Determining the correct P-value threshold for statistical significance is critical to differentiate true positives from false positives and false negatives. To determine the statistical significance threshold in GWAS, different statistical procedures accounting for multiple testing have been proposed, including the Bonferroni correction, Sidak correction, False Discovery Rate (FDR), permutation test, and Bayesian approaches. Bonferroni correction and FDR [11,12,13,14,15] are the two most commonly used methods for crops. All of these methods limit type 1 errors (false-positives), but they almost certainly inflate type 2 errors (false negatives) [16].

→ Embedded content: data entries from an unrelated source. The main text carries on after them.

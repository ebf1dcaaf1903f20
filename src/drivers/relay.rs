// SPDX-License-Identifier: MIT
// © 2025–2026 Christopher Liu

//! Audio routing relay.
//!
//! Two relay channels (left/right) switch the puppet's speaker between its own sound board and
//! the external audio source.

use embedded_hal::digital::{OutputPin, PinState};

use crate::error::{keep_first, Error, Result};

/// Whether the relay coil is energized by driving its input high or low.
#[derive(Copy, Clone, Debug, Eq, PartialEq)]
pub enum ActiveLevel {
    High,
    Low,
}

/// Relay pair that remembers its active level and current route.
pub struct AudioRelay<P> {
    pins: [P; 2],
    active: ActiveLevel,
    external: bool,
}

impl<P: OutputPin> AudioRelay<P> {
    /// Create a relay wrapper, initializing it to the local route.
    pub fn new(pins: [P; 2], active: ActiveLevel) -> Result<Self> {
        let mut relay = Self {
            pins,
            active,
            external: false,
        };
        relay.set(false)?;
        Ok(relay)
    }

    /// Relay boards with optocoupled, active-low inputs.
    pub fn active_low(pins: [P; 2]) -> Result<Self> {
        Self::new(pins, ActiveLevel::Low)
    }

    /// Energize (`true`) or release (`false`) both relay channels.
    pub fn set(&mut self, external: bool) -> Result<()> {
        let level = match (self.active, external) {
            (ActiveLevel::High, on) => PinState::from(on),
            (ActiveLevel::Low, on) => PinState::from(!on),
        };
        let mut first = Ok(());
        for pin in self.pins.iter_mut() {
            keep_first(&mut first, pin.set_state(level).map_err(Error::gpio));
        }
        self.external = external;
        first
    }

    #[inline]
    pub fn route_external(&mut self) -> Result<()> {
        self.set(true)
    }

    #[inline]
    pub fn route_local(&mut self) -> Result<()> {
        self.set(false)
    }

    #[inline]
    pub fn is_external(&self) -> bool {
        self.external
    }
}
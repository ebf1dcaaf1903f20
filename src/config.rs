// SPDX-License-Identifier: MIT
// © 2025–2026 Christopher Liu

//! Board configuration constants.
//!
//! Motion timings were measured on the stock puppet and are not calibrated at runtime.

use crate::mechanism::Mechanisms;

/// 7-bit I²C address the firmware answers on.
pub const BUS_ADDRESS: u8 = 0x08;

/// PWM carrier frequency for the actuator outputs.
pub const PWM_FREQUENCY_HZ: u32 = 5_000;

/// PWM resolution. Full duty is `2^bits - 1`.
pub const PWM_RESOLUTION_BITS: u8 = 8;

/// Diagnostic console baud rate.
pub const CONSOLE_BAUD: u32 = 115_200;

/// Milliseconds an actuator must hold a requested state before the motion counts as complete.
#[derive(Copy, Clone, Debug, PartialEq, Eq)]
pub struct MotionTiming {
    /// Time for the motor to reach its end stop after being powered.
    pub startup_ms: u32,
    /// Time for the return spring to bring the mechanism back once power is cut.
    pub spring_ms: u32,
}

impl MotionTiming {
    pub const fn new(startup_ms: u32, spring_ms: u32) -> Self {
        Self {
            startup_ms,
            spring_ms,
        }
    }
}

pub const HEAD_TIMING: MotionTiming = MotionTiming::new(600, 1500);
pub const TAIL_TIMING: MotionTiming = MotionTiming::new(250, 125);
pub const MOUTH_TIMING: MotionTiming = MotionTiming::new(250, 200);

/// Host-side polling behaviour for [`crate::client::PuppetClient`].
#[derive(Copy, Clone, Debug, PartialEq, Eq)]
pub struct ClientConfig {
    /// Delay between status reads while waiting for a state.
    pub poll_interval_ms: u32,
    /// Number of status reads before a wait gives up.
    pub max_polls: u32,
}

impl Default for ClientConfig {
    fn default() -> Self {
        Self {
            poll_interval_ms: 100,
            max_polls: 100,
        }
    }
}

/// Complete firmware configuration.
#[derive(Copy, Clone, Debug, PartialEq, Eq)]
pub struct Config {
    pub bus_address: u8,
    pub timing: Mechanisms<MotionTiming>,
}

impl Default for Config {
    fn default() -> Self {
        Self {
            bus_address: BUS_ADDRESS,
            timing: Mechanisms::new(HEAD_TIMING, TAIL_TIMING, MOUTH_TIMING),
        }
    }
}
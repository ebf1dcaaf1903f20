// SPDX-License-Identifier: MIT
// © 2025–2026 Christopher Liu

//! # Board Support
//!
//! MCU-level wrappers for the STM32F777 that expose the `embedded-hal` 1.0 pin and PWM traits the
//! puppet logic is written against.
//!
//! ## Modules
//!
//! - [`clock`] - SysTick millisecond clock.
//! - [`exti`] - Both-edge interrupts on the sensor inputs.
//! - [`gpio`] - Sensor, relay and actuator lines.
//! - [`i2c_target`] - I2C1 in target mode.
//! - [`pins`] - Board pin map.
//! - [`pwm`] - TIM4 PWM channels for the actuators.
//! - [`usart`] - Diagnostic console.

pub mod clock;
pub mod exti;
pub mod gpio;
pub mod i2c_target;
pub mod pins;
pub mod pwm;
pub mod usart;

pub use gpio::{ActuatorLine, RelayLine, SensorLine};
pub use i2c_target::{I2cTarget, TargetEvent};
pub use pins::BoardPins;
pub use pwm::PwmChannel;
pub use usart::Usart;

The Bonferroni correction method is considered the most conservative method for selecting a threshold P-value due to the assumption that every genetic variant tested is independent of the rest. The False Discovery Rate controls the expected proportion of false positives among the rejected null hypotheses and is a popular, less conservative approach compared to the Bonferroni correction [15]. However, FDR also assumes independence of hypotheses; therefore, if many SNPs in strong linkage disequilibrium (LD) are present on an array, it can suffer from a loss of statistical power and generate false negatives [17]. An imbalance of error rates permitting an excess of false negatives may be more problematic in the long term because type 1 errors are more easily identified in subsequent studies, and the resources necessary to perform other large GWAS needed to overcome the bias toward type 2 errors are finite [16]. Additionally, the variants tested in a study are inevitably dependent on population-specific factors, such as LD pattern and minor allele frequency (MAF), suggesting that the appropriate threshold for genome-wide significance might vary for different populations and crop species. For example, the threshold for a crop with a lower LD pattern, such as maize (Zea mays L.), should be more stringent than a population with higher LD pattern, such as soybean (Glycine max L.) or rice (Oryza sativa L.), as the number of independent markers tends to be greater in maize than soybean. The LD decay rate (r2 = 0.25 level) was much greater in maize (1 kb) [18] than soybean (150 kb in euchromatic and 5,000 kb heterochromatic regions) [19,20,21]. or rice (123 kb) [22]. Therefore, there is a need to develop a method that can select an appropriate significant threshold value for GWAS to differentiate true positives from false positives and false negatives.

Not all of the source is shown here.